L’espace public n’est pas une scène pour tenter des performances
Bien entendu, le discours du ministre ne s’est pas terminé par cette introduction, et ce qui a suivi a été au moins plus concret et compréhensible ; mais quelqu’un peut-il expliquer la raison de cette introduction ? Car, je le répète, nous ne parlons pas ici de l’écrivain amoureux de lui-même qui contamine le public en construisant des labyrinthes verbaux, mais d’un ministre : quelqu’un qui doit (ou devrait) répondre aux citoyens, et non utiliser l’espace institutionnel pour montrer un terme de technicien récemment appris.
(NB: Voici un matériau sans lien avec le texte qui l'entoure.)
//! Optional observability helpers for gateway flows.
//!
//! # Feature Flags
//!
//! - Enable `tracing` (on by default) to emit structured spans named `cognito_session.flow`
//!   with the `flow` and `stage` fields, plus debug/warn events from each flow.
//! - Enable `metrics` to increment `cognito_session_flow_total` (labeled by `flow` +
//!   `outcome`), `cognito_session_cache_lookup_total` (labeled by `result`), and
//!   `cognito_session_retry_total` (labeled by `operation`).

mod metrics;
mod tracing;

pub use metrics::*;
pub use tracing::*;

// self
use crate::_prelude::*;

/// Emits a `tracing` event when the `tracing` feature is enabled; compiles to nothing
/// otherwise.
macro_rules! event {
	($level:ident, $($arg:tt)+) => {
		#[cfg(feature = "tracing")]
		{
			::tracing::$level!($($arg)+);
		}
	};
}
pub(crate) use event;

/// Gateway operations observed by the instrumentation layer.
#[derive(Clone, Copy, Debug, PartialEq, Eq, Hash)]
pub enum FlowKind {
	/// User creation.
	SignUp,
	/// Temporary-to-permanent password exchange.
	ConfirmSignUp,
	/// Username/password authentication.
	SignIn,
	/// Answering a pending new-password challenge.
	NewPassword,
	/// Refresh-token grant.
	Refresh,
	/// Session validation.
	Validate,
}
impl FlowKind {
	/// Returns a stable label suitable for span or metric fields.
	pub const fn as_str(self) -> &'static str {
		match self {
			FlowKind::SignUp => "sign_up",
			FlowKind::ConfirmSignUp => "confirm_sign_up",
			FlowKind::SignIn => "sign_in",
			FlowKind::NewPassword => "new_password",
			FlowKind::Refresh => "refresh",
			FlowKind::Validate => "validate",
		}
	}
}
impl Display for FlowKind {
	fn fmt(&self, f: &mut Formatter) -> FmtResult {
		f.write_str(self.as_str())
	}
}

/// Outcome labels recorded for each attempt.
#[derive(Clone, Copy, Debug, PartialEq, Eq, Hash)]
pub enum FlowOutcome {
	/// Entry to a gateway operation.
	Attempt,
	/// Successful completion.
	Success,
	/// Failure propagated back to the caller.
	Failure,
}
impl FlowOutcome {
	/// Returns a stable label suitable for span or metric fields.
	pub const fn as_str(self) -> &'static str {
		match self {
			FlowOutcome::Attempt => "attempt",
			FlowOutcome::Success => "success",
			FlowOutcome::Failure => "failure",
		}
	}
}
impl Display for FlowOutcome {
	fn fmt(&self, f: &mut Formatter) -> FmtResult {
		f.write_str(self.as_str())
	}
}

/// Result of a credentials cache lookup.
#[derive(Clone, Copy, Debug, PartialEq, Eq, Hash)]
pub enum CacheLookup {
	/// Token present and fresh.
	Hit,
	/// Token never cached or already evicted.
	Miss,
	/// Token found but past its expiry; the lookup removed it.
	Expired,
}
impl CacheLookup {
	/// Returns a stable label suitable for metric fields.
	pub const fn as_str(self) -> &'static str {
		match self {
			CacheLookup::Hit => "hit",
			CacheLookup::Miss => "miss",
			CacheLookup::Expired => "expired",
		}
	}
}
//! Credential pair issued by a successful authentication or refresh.

// self
use crate::{_prelude::*, auth::TokenSecret};

/// Access token plus the optional refresh token.
///
/// Refresh results carry no refresh token because the provider does not reissue it.
#[derive(Clone, Debug, PartialEq, Eq)]
pub struct CredentialPair {
	/// Bearer token validated by `GetUser`.
	pub access_token: TokenSecret,
	/// Long-lived token used to mint new access tokens.
	pub refresh_token: Option<TokenSecret>,
	/// OpenID Connect ID token, when the provider returns one.
	pub id_token: Option<TokenSecret>,
	/// Access token lifetime announced by the provider.
	pub expires_in: Option<Duration>,
}
impl CredentialPair {
	/// Creates a pair holding only an access token.
	pub fn new(access_token: impl Into<TokenSecret>) -> Self {
		Self {
			access_token: access_token.into(),
			refresh_token: None,
			id_token: None,
			expires_in: None,
		}
	}

	/// Attaches a refresh token.
	pub fn with_refresh_token(mut self, refresh_token: impl Into<TokenSecret>) -> Self {
		self.refresh_token = Some(refresh_token.into());

		self
	}

	/// Attaches an ID token.
	pub fn with_id_token(mut self, id_token: impl Into<TokenSecret>) -> Self {
		self.id_token = Some(id_token.into());

		self
	}

	/// Records the provider-announced lifetime.
	pub fn with_expires_in(mut self, expires_in: Duration) -> Self {
		self.expires_in = Some(expires_in);

		self
	}

	/// Returns the refresh token when it carries a non-blank value.
	pub fn refresh_token(&self) -> Option<&TokenSecret> {
		self.refresh_token.as_ref().filter(|token| !token.expose().trim().is_empty())
	}
}

#[cfg(test)]
mod tests {
	// self
	use super::*;

	#[test]
	fn blank_refresh_tokens_are_ignored() {
		let pair = CredentialPair::new("access").with_refresh_token("");

		assert!(pair.refresh_token.is_some());
		assert!(pair.refresh_token().is_none());

		let pair = CredentialPair::new("access").with_refresh_token("refresh");

		assert_eq!(pair.refresh_token().map(TokenSecret::expose), Some("refresh"));
	}
}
Dès lors, ceux qui le défendent (souvent – et cela me plaît beaucoup – pour se vanter le plus souvent de connaître tous les termes qu’il a employés) ont vraiment perdu de vue l’essentiel : parler ainsi signifie aller trop loin, car le message est volontairement rendu confus. par une forme que définir comme arlequin est un compliment – également parce que le problème ne réside pas tant dans les mots individuels, mais plutôt dans le fait qu’il manque une structure argumentative cohérente et que les phrases sont souvent placées les unes après les autres sans aucune connexion logique. Confondre ce type de communication avec une manifestation culturelle est bien plus inquiétant que le discours même que nous commentons.